[Collected data entries]
• • • • • • •

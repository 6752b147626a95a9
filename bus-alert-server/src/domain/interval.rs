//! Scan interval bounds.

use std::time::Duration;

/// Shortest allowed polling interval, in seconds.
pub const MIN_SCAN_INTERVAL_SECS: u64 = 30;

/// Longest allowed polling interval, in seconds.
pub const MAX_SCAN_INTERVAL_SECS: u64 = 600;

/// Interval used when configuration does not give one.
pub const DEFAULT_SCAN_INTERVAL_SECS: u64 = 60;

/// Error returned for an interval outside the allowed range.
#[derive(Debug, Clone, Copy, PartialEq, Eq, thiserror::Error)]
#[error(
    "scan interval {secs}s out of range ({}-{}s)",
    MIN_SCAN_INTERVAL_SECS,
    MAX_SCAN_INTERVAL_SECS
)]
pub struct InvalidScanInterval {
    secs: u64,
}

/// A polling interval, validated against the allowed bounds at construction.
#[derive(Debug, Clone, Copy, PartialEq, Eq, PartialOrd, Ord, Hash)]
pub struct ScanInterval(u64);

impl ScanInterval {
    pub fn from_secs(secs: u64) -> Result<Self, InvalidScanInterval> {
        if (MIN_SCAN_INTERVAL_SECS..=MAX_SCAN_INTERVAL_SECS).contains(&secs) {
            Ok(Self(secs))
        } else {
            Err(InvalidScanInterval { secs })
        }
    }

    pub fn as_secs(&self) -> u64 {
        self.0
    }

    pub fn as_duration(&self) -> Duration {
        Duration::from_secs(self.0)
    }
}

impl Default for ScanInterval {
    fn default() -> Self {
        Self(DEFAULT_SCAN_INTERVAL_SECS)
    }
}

• • • • • • •

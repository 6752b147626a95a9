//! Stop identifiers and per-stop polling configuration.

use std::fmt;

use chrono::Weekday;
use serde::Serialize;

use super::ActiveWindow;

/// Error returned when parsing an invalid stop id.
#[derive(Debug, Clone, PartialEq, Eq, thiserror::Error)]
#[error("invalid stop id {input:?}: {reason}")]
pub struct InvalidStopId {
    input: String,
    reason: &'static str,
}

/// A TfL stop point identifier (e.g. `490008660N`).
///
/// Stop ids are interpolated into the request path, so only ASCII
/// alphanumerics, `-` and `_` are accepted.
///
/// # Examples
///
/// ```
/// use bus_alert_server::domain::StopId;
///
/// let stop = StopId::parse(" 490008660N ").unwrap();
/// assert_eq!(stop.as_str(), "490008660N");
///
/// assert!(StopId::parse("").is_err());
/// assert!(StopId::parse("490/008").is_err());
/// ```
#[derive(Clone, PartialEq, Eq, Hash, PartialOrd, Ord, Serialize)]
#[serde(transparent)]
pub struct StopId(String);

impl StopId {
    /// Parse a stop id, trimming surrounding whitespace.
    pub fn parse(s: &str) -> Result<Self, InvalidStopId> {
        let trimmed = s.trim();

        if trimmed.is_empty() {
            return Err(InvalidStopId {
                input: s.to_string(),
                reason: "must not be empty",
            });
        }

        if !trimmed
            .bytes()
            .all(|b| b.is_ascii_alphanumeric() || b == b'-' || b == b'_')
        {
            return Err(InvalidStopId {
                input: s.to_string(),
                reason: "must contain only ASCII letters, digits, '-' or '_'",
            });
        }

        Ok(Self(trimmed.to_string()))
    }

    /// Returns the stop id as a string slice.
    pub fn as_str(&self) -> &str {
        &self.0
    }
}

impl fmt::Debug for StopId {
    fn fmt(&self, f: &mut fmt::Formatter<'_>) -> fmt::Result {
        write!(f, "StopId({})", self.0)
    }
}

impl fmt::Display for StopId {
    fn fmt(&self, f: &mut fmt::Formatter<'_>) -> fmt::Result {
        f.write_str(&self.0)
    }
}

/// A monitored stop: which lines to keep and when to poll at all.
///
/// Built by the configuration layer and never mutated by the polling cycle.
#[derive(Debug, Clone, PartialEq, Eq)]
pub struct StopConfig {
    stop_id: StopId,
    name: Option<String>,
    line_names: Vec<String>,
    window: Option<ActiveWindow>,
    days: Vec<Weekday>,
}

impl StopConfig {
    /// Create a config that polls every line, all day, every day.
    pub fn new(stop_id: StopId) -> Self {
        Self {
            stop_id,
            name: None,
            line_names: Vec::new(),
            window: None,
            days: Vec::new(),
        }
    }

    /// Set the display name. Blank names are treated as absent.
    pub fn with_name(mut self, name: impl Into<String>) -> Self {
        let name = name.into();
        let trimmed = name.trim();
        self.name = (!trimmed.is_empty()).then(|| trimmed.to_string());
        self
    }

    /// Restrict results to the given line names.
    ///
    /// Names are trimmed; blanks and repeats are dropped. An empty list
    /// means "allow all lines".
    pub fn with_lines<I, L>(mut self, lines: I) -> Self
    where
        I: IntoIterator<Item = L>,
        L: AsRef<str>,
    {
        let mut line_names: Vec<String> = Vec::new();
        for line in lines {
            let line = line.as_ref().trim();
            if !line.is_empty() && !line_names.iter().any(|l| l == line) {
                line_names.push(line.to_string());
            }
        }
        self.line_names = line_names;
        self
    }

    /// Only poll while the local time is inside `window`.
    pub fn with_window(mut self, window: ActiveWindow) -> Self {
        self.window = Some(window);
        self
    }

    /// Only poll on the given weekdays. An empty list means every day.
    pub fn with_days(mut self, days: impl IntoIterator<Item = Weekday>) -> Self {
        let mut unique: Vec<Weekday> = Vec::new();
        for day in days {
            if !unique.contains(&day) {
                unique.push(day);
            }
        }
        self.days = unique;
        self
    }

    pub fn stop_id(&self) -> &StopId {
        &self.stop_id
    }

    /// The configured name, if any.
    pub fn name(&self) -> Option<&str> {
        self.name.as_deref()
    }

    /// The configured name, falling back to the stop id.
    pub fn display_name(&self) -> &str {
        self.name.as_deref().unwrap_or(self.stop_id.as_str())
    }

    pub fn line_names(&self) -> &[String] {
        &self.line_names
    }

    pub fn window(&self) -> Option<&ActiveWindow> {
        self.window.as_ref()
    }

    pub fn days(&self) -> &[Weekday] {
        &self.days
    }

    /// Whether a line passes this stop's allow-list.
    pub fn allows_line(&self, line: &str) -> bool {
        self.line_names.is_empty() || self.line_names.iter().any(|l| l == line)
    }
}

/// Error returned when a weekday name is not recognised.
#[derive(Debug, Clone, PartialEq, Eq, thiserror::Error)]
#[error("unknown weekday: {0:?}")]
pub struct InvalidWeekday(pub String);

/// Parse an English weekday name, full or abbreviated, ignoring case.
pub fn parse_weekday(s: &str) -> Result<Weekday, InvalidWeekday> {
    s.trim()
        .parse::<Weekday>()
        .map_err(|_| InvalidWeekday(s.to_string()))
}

• • • • • • •

» **Exercise details**
Filter the lines above, keeping and copying those that contain "PartialOrd".

» **Written response**
#[derive(Debug, Clone, Copy, PartialEq, Eq, PartialOrd, Ord, Hash)]
#[derive(Clone, PartialEq, Eq, Hash, PartialOrd, Ord, Serialize)]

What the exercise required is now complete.